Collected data
——————————
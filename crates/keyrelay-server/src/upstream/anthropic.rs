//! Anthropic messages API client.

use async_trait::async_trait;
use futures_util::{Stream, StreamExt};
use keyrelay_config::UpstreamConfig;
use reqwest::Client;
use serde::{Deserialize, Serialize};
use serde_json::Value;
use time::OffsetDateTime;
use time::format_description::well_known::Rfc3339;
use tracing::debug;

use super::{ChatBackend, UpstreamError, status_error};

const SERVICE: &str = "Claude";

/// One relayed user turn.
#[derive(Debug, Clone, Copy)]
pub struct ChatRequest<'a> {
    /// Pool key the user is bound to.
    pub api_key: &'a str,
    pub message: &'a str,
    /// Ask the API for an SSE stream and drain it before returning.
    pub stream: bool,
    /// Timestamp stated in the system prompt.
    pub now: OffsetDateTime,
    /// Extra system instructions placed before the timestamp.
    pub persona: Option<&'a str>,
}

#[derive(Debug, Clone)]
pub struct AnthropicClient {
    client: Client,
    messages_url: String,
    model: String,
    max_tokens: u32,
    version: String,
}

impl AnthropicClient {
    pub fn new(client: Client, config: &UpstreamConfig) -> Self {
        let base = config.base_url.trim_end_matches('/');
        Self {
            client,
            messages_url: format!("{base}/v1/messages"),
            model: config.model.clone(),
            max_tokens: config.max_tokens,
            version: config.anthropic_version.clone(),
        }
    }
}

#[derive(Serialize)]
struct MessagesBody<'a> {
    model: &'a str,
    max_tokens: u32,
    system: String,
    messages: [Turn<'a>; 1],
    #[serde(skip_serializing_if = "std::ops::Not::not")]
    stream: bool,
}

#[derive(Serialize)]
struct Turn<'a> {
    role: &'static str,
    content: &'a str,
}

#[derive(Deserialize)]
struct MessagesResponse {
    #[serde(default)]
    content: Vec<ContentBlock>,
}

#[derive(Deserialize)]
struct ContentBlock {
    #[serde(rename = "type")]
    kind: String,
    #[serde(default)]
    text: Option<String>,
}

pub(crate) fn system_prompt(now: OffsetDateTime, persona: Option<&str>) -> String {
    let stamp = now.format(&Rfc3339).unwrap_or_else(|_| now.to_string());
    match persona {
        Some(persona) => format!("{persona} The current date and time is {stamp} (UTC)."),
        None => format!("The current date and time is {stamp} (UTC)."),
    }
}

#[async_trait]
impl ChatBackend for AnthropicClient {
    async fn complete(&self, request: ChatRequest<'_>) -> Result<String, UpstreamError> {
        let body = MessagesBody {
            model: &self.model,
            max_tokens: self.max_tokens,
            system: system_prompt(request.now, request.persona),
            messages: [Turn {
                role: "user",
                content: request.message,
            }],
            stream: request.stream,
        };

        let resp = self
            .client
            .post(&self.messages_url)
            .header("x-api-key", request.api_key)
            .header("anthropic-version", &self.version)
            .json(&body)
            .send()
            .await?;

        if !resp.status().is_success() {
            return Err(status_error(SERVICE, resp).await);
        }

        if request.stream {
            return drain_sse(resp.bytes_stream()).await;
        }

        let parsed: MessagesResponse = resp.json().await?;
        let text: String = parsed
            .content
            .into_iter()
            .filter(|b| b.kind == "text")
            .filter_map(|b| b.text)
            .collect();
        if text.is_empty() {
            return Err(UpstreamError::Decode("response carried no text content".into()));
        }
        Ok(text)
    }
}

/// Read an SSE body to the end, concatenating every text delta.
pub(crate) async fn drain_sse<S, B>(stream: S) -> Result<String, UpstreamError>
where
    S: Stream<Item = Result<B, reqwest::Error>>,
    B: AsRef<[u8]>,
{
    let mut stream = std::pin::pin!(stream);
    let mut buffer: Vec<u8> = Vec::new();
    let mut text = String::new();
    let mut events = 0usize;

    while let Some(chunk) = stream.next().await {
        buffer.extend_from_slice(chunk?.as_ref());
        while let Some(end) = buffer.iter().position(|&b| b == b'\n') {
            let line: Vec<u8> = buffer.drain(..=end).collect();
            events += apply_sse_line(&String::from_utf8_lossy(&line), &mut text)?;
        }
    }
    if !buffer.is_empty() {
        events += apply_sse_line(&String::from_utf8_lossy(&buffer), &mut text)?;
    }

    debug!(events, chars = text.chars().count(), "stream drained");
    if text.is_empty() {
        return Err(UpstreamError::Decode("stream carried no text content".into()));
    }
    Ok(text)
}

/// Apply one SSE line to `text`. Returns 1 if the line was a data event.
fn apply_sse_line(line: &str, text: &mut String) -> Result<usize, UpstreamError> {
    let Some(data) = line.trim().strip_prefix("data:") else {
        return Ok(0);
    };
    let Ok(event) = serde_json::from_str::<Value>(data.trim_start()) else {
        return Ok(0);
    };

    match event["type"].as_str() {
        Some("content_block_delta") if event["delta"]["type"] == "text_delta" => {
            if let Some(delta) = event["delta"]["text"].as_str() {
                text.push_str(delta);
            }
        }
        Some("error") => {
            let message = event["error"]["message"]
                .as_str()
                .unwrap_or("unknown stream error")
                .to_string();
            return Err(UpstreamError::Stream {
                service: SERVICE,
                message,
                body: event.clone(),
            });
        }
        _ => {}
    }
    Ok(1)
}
——————————
» Task to complete
Retype the data. Every line must match the original exactly.

» Final answer
filename crates/keyrelay-server/src/upstream/anthropic.rs
//! Anthropic messages API client.

use async_trait::async_trait;
use futures_util::{Stream, StreamExt};
use keyrelay_config::UpstreamConfig;
use reqwest::Client;
use serde::{Deserialize, Serialize};
use serde_json::Value;
use time::OffsetDateTime;
use time::format_description::well_known::Rfc3339;
use tracing::debug;

use super::{ChatBackend, UpstreamError, status_error};

const SERVICE: &str = "Claude";

/// One relayed user turn.
#[derive(Debug, Clone, Copy)]
pub struct ChatRequest<'a> {
    /// Pool key the user is bound to.
    pub api_key: &'a str,
    pub message: &'a str,
    /// Ask the API for an SSE stream and drain it before returning.
    pub stream: bool,
    /// Timestamp stated in the system prompt.
    pub now: OffsetDateTime,
    /// Extra system instructions placed before the timestamp.
    pub persona: Option<&'a str>,
}

#[derive(Debug, Clone)]
pub struct AnthropicClient {
    client: Client,
    messages_url: String,
    model: String,
    max_tokens: u32,
    version: String,
}

impl AnthropicClient {
    pub fn new(client: Client, config: &UpstreamConfig) -> Self {
        let base = config.base_url.trim_end_matches('/');
        Self {
            client,
            messages_url: format!("{base}/v1/messages"),
            model: config.model.clone(),
            max_tokens: config.max_tokens,
            version: config.anthropic_version.clone(),
        }
    }
}

#[derive(Serialize)]
struct MessagesBody<'a> {
    model: &'a str,
    max_tokens: u32,
    system: String,
    messages: [Turn<'a>; 1],
    #[serde(skip_serializing_if = "std::ops::Not::not")]
    stream: bool,
}

#[derive(Serialize)]
struct Turn<'a> {
    role: &'static str,
    content: &'a str,
}

#[derive(Deserialize)]
struct MessagesResponse {
    #[serde(default)]
    content: Vec<ContentBlock>,
}

#[derive(Deserialize)]
struct ContentBlock {
    #[serde(rename = "type")]
    kind: String,
    #[serde(default)]
    text: Option<String>,
}

pub(crate) fn system_prompt(now: OffsetDateTime, persona: Option<&str>) -> String {
    let stamp = now.format(&Rfc3339).unwrap_or_else(|_| now.to_string());
    match persona {
        Some(persona) => format!("{persona} The current date and time is {stamp} (UTC)."),
        None => format!("The current date and time is {stamp} (UTC)."),
    }
}

#[async_trait]
impl ChatBackend for AnthropicClient {
    async fn complete(&self, request: ChatRequest<'_>) -> Result<String, UpstreamError> {
        let body = MessagesBody {
            model: &self.model,
            max_tokens: self.max_tokens,
            system: system_prompt(request.now, request.persona),
            messages: [Turn {
                role: "user",
                content: request.message,
            }],
            stream: request.stream,
        };

        let resp = self
            .client
            .post(&self.messages_url)
            .header("x-api-key", request.api_key)
            .header("anthropic-version", &self.version)
            .json(&body)
            .send()
            .await?;

        if !resp.status().is_success() {
            return Err(status_error(SERVICE, resp).await);
        }

        if request.stream {
            return drain_sse(resp.bytes_stream()).await;
        }

        let parsed: MessagesResponse = resp.json().await?;
        let text: String = parsed
            .content
            .into_iter()
            .filter(|b| b.kind == "text")
            .filter_map(|b| b.text)
            .collect();
        if text.is_empty() {
            return Err(UpstreamError::Decode("response carried no text content".into()));
        }
        Ok(text)
    }
}

/// Read an SSE body to the end, concatenating every text delta.
pub(crate) async fn drain_sse<S, B>(stream: S) -> Result<String, UpstreamError>
where
    S: Stream<Item = Result<B, reqwest::Error>>,
    B: AsRef<[u8]>,
{
    let mut stream = std::pin::pin!(stream);
    let mut buffer: Vec<u8> = Vec::new();
    let mut text = String::new();
    let mut events = 0usize;

    while let Some(chunk) = stream.next().await {
        buffer.extend_from_slice(chunk?.as_ref());
        while let Some(end) = buffer.iter().position(|&b| b == b'\n') {
            let line: Vec<u8> = buffer.drain(..=end).collect();
            events += apply_sse_line(&String::from_utf8_lossy(&line), &mut text)?;
        }
    }
    if !buffer.is_empty() {
        events += apply_sse_line(&String::from_utf8_lossy(&buffer), &mut text)?;
    }

    debug!(events, chars = text.chars().count(), "stream drained");
    if text.is_empty() {
        return Err(UpstreamError::Decode("stream carried no text content".into()));
    }
    Ok(text)
}

/// Apply one SSE line to `text`. Returns 1 if the line was a data event.
fn apply_sse_line(line: &str, text: &mut String) -> Result<usize, UpstreamError> {
    let Some(data) = line.trim().strip_prefix("data:") else {
        return Ok(0);
    };
    let Ok(event) = serde_json::from_str::<Value>(data.trim_start()) else {
        return Ok(0);
    };

    match event["type"].as_str() {
        Some("content_block_delta") if event["delta"]["type"] == "text_delta" => {
            if let Some(delta) = event["delta"]["text"].as_str() {
                text.push_str(delta);
            }
        }
        Some("error") => {
            let message = event["error"]["message"]
                .as_str()
                .unwrap_or("unknown stream error")
                .to_string();
            return Err(UpstreamError::Stream {
                service: SERVICE,
                message,
                body: event.clone(),
            });
        }
        _ => {}
    }
    Ok(1)
}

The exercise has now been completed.